The Dynamic General Equilibrium Model (DGE) is characterized by various features. Firstly, a DGE is dynamic, which means that it considers an economy over time. Second, it considers a general economy, which implies that the modelled economy is fully specified. Lastly, the model relies on an equilibrium concept.
Most DGE models include a number of core of elements:
Households represent the demand side of the economy. We need to specify their preferences over commodities and endowments. We also need to state the households’ objective, which usually is utility maximization. That is households try to maximize their preferences subject to a set of constraints.
Beside households, we need to specify the supply side. We specify an amount of firms and a technology that firms can use to produce and sell goods. Furthermore, we also need to define the goal of firms. Usually, the objective of firms consists in maximizing their profits subject to their production plans being technologically feasible.
Additionally, we need to specify institutions, which usually includes a government and/or a central bank. Particularly, we need to specify the policy of the institutions. Thereby, the policy of institutions can be taken as given or being modelled as optimally chosen, subject to a government budget constraint.

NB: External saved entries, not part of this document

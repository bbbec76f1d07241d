//! Wire payloads consumed from the remote auth endpoints.

use serde::Deserialize;

use crate::models::User;
use crate::session::state::TokenSet;

/// Response shape shared by the login and refresh endpoints.
#[derive(Debug, Deserialize)]
pub(crate) struct AuthOutcome {
    #[serde(default)]
    pub success: bool,
    #[serde(default)]
    pub access_token: Option<String>,
    #[serde(default)]
    pub refresh_token: Option<String>,
    #[serde(default)]
    pub csrf_token: Option<String>,
    #[serde(default)]
    pub expires_in: u64,
    #[serde(default)]
    pub message: Option<String>,
    #[serde(default, rename = "Profile")]
    pub profile: Option<User>,
}

impl AuthOutcome {
    /// Extract the rotated credential set, if the server sent all three
    /// tokens.
    pub fn token_set(&self) -> Option<TokenSet> {
        Some(TokenSet {
            access: self.access_token.clone()?,
            refresh: self.refresh_token.clone()?,
            csrf: self.csrf_token.clone()?,
            expires_in: self.expires_in,
        })
    }
}

/// Abbreviate a token for logging. Never log token values in full.
/// Counts characters, not bytes, so multi-byte tokens cannot panic.
pub(crate) fn redact(token: &str) -> String {
    let chars: Vec<char> = token.chars().collect();
    if chars.len() <= 12 {
        return "***".to_string();
    }
    let prefix: String = chars[..4].iter().collect();
    let suffix: String = chars[chars.len() - 4..].iter().collect();
    format!("{}...{}", prefix, suffix)
}

#[cfg(test)]
mod tests {
    use super::*;

    #[test]
    fn test_login_response_parses() {
        let json = r#"{
            "success": true,
            "access_token": "acc",
            "refresh_token": "ref",
            "csrf_token": "csrf",
            "expires_in": 900,
            "status_code": 200,
            "Profile": {"id": 1, "username": "alice", "full_name": "Alice", "email": "a@x", "roles": ["admin"]}
        }"#;
        let outcome: AuthOutcome = serde_json::from_str(json).unwrap();
        assert!(outcome.success);
        let tokens = outcome.token_set().unwrap();
        assert_eq!(tokens.access, "acc");
        assert_eq!(tokens.expires_in, 900);
        assert_eq!(outcome.profile.unwrap().username, "alice");
    }

    #[test]
    fn test_rejection_parses_without_tokens() {
        let json = r#"{"success": false, "message": "invalid credentials", "status_code": 401}"#;
        let outcome: AuthOutcome = serde_json::from_str(json).unwrap();
        assert!(!outcome.success);
        assert!(outcome.token_set().is_none());
        assert_eq!(outcome.message.as_deref(), Some("invalid credentials"));
    }

    #[test]
    fn test_redact_never_exposes_short_tokens() {
        assert_eq!(redact("short"), "***");
        let long = redact("abcdefghijklmnopqrstuvwxyz");
        assert_eq!(long, "abcd...wxyz");
        assert!(!long.contains("ghijkl"));
    }

    #[test]
    fn test_redact_handles_multibyte_tokens() {
        // 13 bytes but 12 chars: still too short to abbreviate.
        assert_eq!(redact("abcé-xxxxxxxx"), "***");
        // Multi-byte characters straddling both cut points.
        assert_eq!(redact("héllo-world-tokén"), "héll...okén");
    }
}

It is important to specify the information in the economy. That is, we need to specify who knows what at which point in time.
We need to implement markets and think of what kind of market we wish to model. Popular choices of markets include Arrow-Debreu, Sequential Markets and Incomplete Markets.
Finally, we need to specify the equilibrium concept. A possible choice is the competitive equilibrium, in which the price cannot be influenced by a single firm.